Instructions to follow:
Every entry must be reproduced word for word.

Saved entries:
-- Opening Marker --
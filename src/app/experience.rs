use leptos::prelude::*;

use crate::{
    content::{ExperienceEntry, EXPERIENCE},
    nav::Section,
    reveal::EXPERIENCE_ITEMS,
};

use super::{
    reveal::{RevealGroup, RevealItem},
    PageSection, SectionTitle,
};

#[component]
pub fn Experience() -> impl IntoView {
    view! {
        <PageSection section=Section::Experience>
            <div class="max-w-4xl mx-auto pt-24">
                <SectionTitle lead="Experience &" accent="Achievements" />
                <RevealGroup spec=EXPERIENCE_ITEMS class="space-y-8">
                    {EXPERIENCE
                        .iter()
                        .enumerate()
                        .map(|(index, entry)| {
                            view! {
                                <RevealItem index>
                                    <ExperienceCard entry=*entry />
                                </RevealItem>
                            }
                        })
                        .collect_view()}
                </RevealGroup>
            </div>
        </PageSection>
    }
}

#[component]
fn ExperienceCard(entry: ExperienceEntry) -> impl IntoView {
    view! {
        <div class="glass-effect p-8 rounded-xl border-l-4 border-accent hover:border-accent/50 transition-all">
            <div class="flex justify-between items-start mb-4">
                <div>
                    <h3 class="text-2xl font-bold text-foreground">{entry.title}</h3>
                    <p class="text-accent font-semibold mt-2">{entry.company}</p>
                </div>
                <span class="text-muted text-sm">{entry.duration}</span>
            </div>
            <p class="text-muted leading-relaxed mb-6">{entry.description}</p>
            <div class="grid grid-cols-1 md:grid-cols-3 gap-4">
                {entry
                    .achievements
                    .iter()
                    .map(|achievement| {
                        view! {
                            <div class="bg-accent/5 p-4 rounded-lg">
                                <p class="text-sm text-foreground">{*achievement}</p>
                            </div>
                        }
                    })
                    .collect_view()}
            </div>
        </div>
    }
}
-- Closing Marker --
Written solution:
filename src/app/experience.rs
use leptos::prelude::*;

use crate::{
    content::{ExperienceEntry, EXPERIENCE},
    nav::Section,
    reveal::EXPERIENCE_ITEMS,
};

use super::{
    reveal::{RevealGroup, RevealItem},
    PageSection, SectionTitle,
};

#[component]
pub fn Experience() -> impl IntoView {
    view! {
        <PageSection section=Section::Experience>
            <div class="max-w-4xl mx-auto pt-24">
                <SectionTitle lead="Experience &" accent="Achievements" />
                <RevealGroup spec=EXPERIENCE_ITEMS class="space-y-8">
                    {EXPERIENCE
                        .iter()
                        .enumerate()
                        .map(|(index, entry)| {
                            view! {
                                <RevealItem index>
                                    <ExperienceCard entry=*entry />
                                </RevealItem>
                            }
                        })
                        .collect_view()}
                </RevealGroup>
            </div>
        </PageSection>
    }
}

#[component]
fn ExperienceCard(entry: ExperienceEntry) -> impl IntoView {
    view! {
        <div class="glass-effect p-8 rounded-xl border-l-4 border-accent hover:border-accent/50 transition-all">
            <div class="flex justify-between items-start mb-4">
                <div>
                    <h3 class="text-2xl font-bold text-foreground">{entry.title}</h3>
                    <p class="text-accent font-semibold mt-2">{entry.company}</p>
                </div>
                <span class="text-muted text-sm">{entry.duration}</span>
            </div>
            <p class="text-muted leading-relaxed mb-6">{entry.description}</p>
            <div class="grid grid-cols-1 md:grid-cols-3 gap-4">
                {entry
                    .achievements
                    .iter()
                    .map(|achievement| {
                        view! {
                            <div class="bg-accent/5 p-4 rounded-lg">
                                <p class="text-sm text-foreground">{*achievement}</p>
                            </div>
                        }
                    })
                    .collect_view()}
            </div>
        </div>
    }
}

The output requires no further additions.